Orlik was fascinated by Japanese culture and art, ultimately spending a year there studying Japanese woodblock cutting and printing. His broad-gauged approach to art encompassed notable portraits, scenes of everyday life, and current events. He was commissioned to design color posters for the peace conference at Brest-Litovsk, which ended the conflict between Germany and Russia. In his later years, he studied and mastered photography, producing a series of iconic images of popular figures including Albert Einstein and Marlene Dietrich. Emil Orlik died in Berlin.
Theater Poster, 1897; 40" x 28" overall. Printed by A. Haase, Prague. Condition B+; repaired tears at edges, some into image; restored losses and overpainting in margins; repaired pin holes in corners. Rare.
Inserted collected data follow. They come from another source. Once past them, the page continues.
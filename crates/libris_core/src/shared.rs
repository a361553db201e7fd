//! Thread-safe catalog handle.

use crate::catalog::Catalog;
use crate::comparison::SearchComparison;
use crate::error::CoreResult;
use crate::query_log::QueryLogEntry;
use crate::record::Record;
use crate::stats::StatsSnapshot;
use crate::types::{Field, Requester};
use parking_lot::RwLock;
use std::sync::Arc;

/// A cloneable, lock-protected [`Catalog`] for concurrent callers.
///
/// Insertions take the write lock, so no reader can observe a record that is
/// present in some indexes but not others. Searches take the read lock and
/// may run in parallel; the query log and counters synchronize internally.
#[derive(Debug, Clone)]
pub struct SharedCatalog {
    inner: Arc<RwLock<Catalog>>,
}

impl SharedCatalog {
    /// Wraps a catalog.
    pub fn new(catalog: Catalog) -> Self {
        Self {
            inner: Arc::new(RwLock::new(catalog)),
        }
    }

    /// Stores a record. See [`Catalog::add_record`].
    pub fn add_record(
        &self,
        title: impl Into<String>,
        author: impl Into<String>,
        isbn: impl Into<String>,
        content_reference: impl Into<String>,
    ) -> Arc<Record> {
        self.inner
            .write()
            .add_record(title, author, isbn, content_reference)
    }

    /// Searches the catalog. See [`Catalog::search`].
    pub fn search(
        &self,
        field: Field,
        query_text: &str,
        requester: &Requester,
    ) -> CoreResult<SearchComparison> {
        self.inner.read().search(field, query_text, requester)
    }

    /// Returns every logged search, in order.
    pub fn query_log(&self) -> Vec<QueryLogEntry> {
        self.inner.read().query_log()
    }

    /// Returns the searches submitted by one requester.
    pub fn history_for(&self, requester_id: &str) -> Vec<QueryLogEntry> {
        self.inner.read().history_for(requester_id)
    }

    /// Returns the number of records.
    pub fn len(&self) -> usize {
        self.inner.read().len()
    }

    /// Returns true if the catalog holds no records.
    pub fn is_empty(&self) -> bool {
        self.inner.read().is_empty()
    }

    /// Returns a snapshot of the catalog counters.
    pub fn stats(&self) -> StatsSnapshot {
        self.inner.read().stats().snapshot()
    }

    /// Runs `f` with shared access to the catalog.
    pub fn read<R>(&self, f: impl FnOnce(&Catalog) -> R) -> R {
        f(&self.inner.read())
    }
}

impl From<Catalog> for SharedCatalog {
    fn from(catalog: Catalog) -> Self {
        Self::new(catalog)
    }
}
The enduring popularity of Gerhart Hauptmann's play Die Weber drew talented artists into its orbit, including Emil Orlik, who created this poster in 1897. Upon first seeing the poster, Hauptmannwas so impressed that he invited Orlik to Berlin. Die Weber, Orlik's first theater poster, was the catalyst for his subsequent work in poster and set design. From 1903 until his death, Orlik taught at the Arts and Crafts Academy in Berlin, nevertheless maintaining an astonishing output of work that remains highly prized by collectors. This rare poster, connecting as it does three such outsized talents - Hauptmann, Orlik, and Käthe Kollwitz, who was so affected by an early performance of the play that she created the print cycle Die Weberaufstand in response - is a remarkable association piece.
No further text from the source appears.